1≤n,x,y≤100000 , numbers in the sequence are in [−109,109] . There're 10 test cases.
Output
For every test case, a single integer representing minimum money to pay.
Sample Input
3 233 666
1 2 3
3 1 666
3 2 1
Sample Output
0
3
题目大意:
很久以前,有一个整数序列a。Tonyfang认为这个序列是混乱的,所以他会计算这个序列中逆序的数量。因为他很生气,你必须为每一个逆序付出x元。你不想付太多钱,所以你可以试着在他看到这个序列之前玩一些把戏。你可以支付y元来交换任何两个相邻的元素。你需要花的最少的钱是多少?
补充:
逆序数(在一个排列中,如果一对数的前后位置与大小顺序相反,即前面的数大于后面的数,那么它们就称为一个逆序。)比如 序列 3 2 1 有 (3,1)、(3,2)、(2,1)三个逆序
分析:
由于每次交换只能在相邻的两个之间进行交换,一次交换只能消除一个逆序,因此一次交换和一个逆序是等价的,要让这个序列没有逆序就得交换它的逆序次;所以花的钱最少,取决于x和y那个大哪个小。
利用树状数组求逆序数
树状数组
C1 = A1
C2 = A1 + A2
C3 = A3
C4 = A1 + A2 + A3 + A4
C5 = A5
C6 = A5 + A6
C7 = A7
C8 = A1 + A2 + A3 + A4 + A5 + A6 + A7 + A8
性质:
设节点编号为x,那么这个节点管辖的区间为2^k(其中k为x二进制末尾0的个数)个元素。因为这个区间最后一个元素必然为Ax。规律:树状数组的节点的子节点的下标小于等于其自身。

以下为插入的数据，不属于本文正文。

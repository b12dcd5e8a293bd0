//! Font metrics
//!
//! Vertical metrics shared by every glyph in a generated font. Descent is
//! stored as a positive distance below the baseline.

/// Font-wide metrics, fixed once the font has been created
#[derive(Debug, Clone, Copy, PartialEq)]
pub struct FontMetrics {
    pub units_per_em: f64,
    pub ascent: f64,
    pub descent: f64,
}

impl FontMetrics {
    pub fn new(units_per_em: u32, ascent: Option<u32>, descent: Option<u32>) -> Self {
        let em = f64::from(units_per_em);
        // Split the em 80/20 above and below the baseline unless told otherwise
        let default_ascent = (em * 0.8).round();
        let ascent = ascent.map(f64::from).unwrap_or(default_ascent);
        let descent = descent.map(f64::from).unwrap_or((em - ascent).max(0.0));

        Self {
            units_per_em: em,
            ascent,
            descent,
        }
    }

    /// Convert into norad font info fields
    pub fn to_norad_font_info(&self, family_name: &str) -> norad::FontInfo {
        let mut info = norad::FontInfo::default();

        if !family_name.is_empty() {
            info.family_name = Some(family_name.to_string());
        }
        info.style_name = Some("Regular".to_string());

        if let Some(units_per_em) =
            norad::fontinfo::NonNegativeIntegerOrFloat::new(self.units_per_em)
        {
            info.units_per_em = Some(units_per_em);
        }
        info.ascender = Some(self.ascent);
        info.descender = Some(-self.descent);
        info
    }
}

impl Default for FontMetrics {
    fn default() -> Self {
        Self::new(1000, None, None)
    }
}

#[cfg(test)]
mod tests {
    use super::*;

    #[test]
    fn test_default_split() {
        let metrics = FontMetrics::default();
        assert_eq!(metrics.units_per_em, 1000.0);
        assert_eq!(metrics.ascent, 800.0);
        assert_eq!(metrics.descent, 200.0);
    }

    #[test]
    fn test_descent_follows_explicit_ascent() {
        let metrics = FontMetrics::new(2048, Some(1900), None);
        assert_eq!(metrics.ascent, 1900.0);
        assert_eq!(metrics.descent, 148.0);
    }

    #[test]
    fn test_norad_descender_is_negative() {
        let info = FontMetrics::new(1000, Some(750), Some(250)).to_norad_font_info("Icons");
        assert_eq!(info.family_name.as_deref(), Some("Icons"));
        assert_eq!(info.ascender, Some(750.0));
        assert_eq!(info.descender, Some(-250.0));
    }
}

所以很明显:Cn = A(n – 2^k + 1) + ... + An
算这个2^k有一个快捷的办法,定义一个函数如下即可:
int lowbit(int x){
return x&-x; //x与它的补码做与运算
}生成树状数组:
//树状数组的生成
int tree[100010];
memset(tree,0,sizeof(tree)); //初始化树所有的值为0
void add(int k,int num)
{
while(k<=n) //如果到了最终节点结束
{
tree[k]+=num;
k+=k&-k; //找父节点
}
}
读取树状数组中某节点的子节点个数:
int read(int k)
{
int sum=0;
while(k) //k>=1
{
sum+=tree[k];
k-=k&-k; //寻找子节点
}
return sum;
}实例代码
#include<cstdio>
#include<cstring>
#include<iostream>
#include<algorithm>
#define LL long long
using namespace std;
int n,tree[100010];
//一边构造树状数组一边在当前树中 查找树中有多少比当前这个数小的数
void add(int k,int num)
{
while(k<=n)
{
tree[k]+=num;
k+=k&-k;
}
}
int read(int k)
{
int sum=0;
while(k)
{
sum+=tree[k];
k-=k&-k;
}
return sum;
}
struct node
{
int val,pos; //pos记录数字的位置
}a[100010];
bool cmp(node a,node b)
{
return a.val < b.val; //从打到小排列
}
int main(void)
{
int i,j;
int b[100010];
int x,y;
long long x1;
while(cin>>n&&n)
{
cin>>x;
cin>>y;
memset(tree,0,sizeof(tree));
for(i=1;i<=n;i++)
{
scanf("%d",&a[i].val);
a[i].pos = i; //记录每个数的实际位置
}
sort(a+1,a+1+n,cmp);
int cnt = 1;
for(i=1;i<=n;i++)
{
if(i != 1 && a[i].val != a[i-1].val) //保证获取的是没有重复的
cnt++;
b[a[i].pos] = cnt;
}
LL sum = 0;
for(i=1;i<=n;i++)
{
add(b[i],1); //构造树
sum += (i - read(b[i]));
}
/*找x,y中小的那个*/
if(x<=y)
{
x1=x*sum;
}
else {
x1=sum*y;
}
cout<<x1<<endl;
}
return 0;
}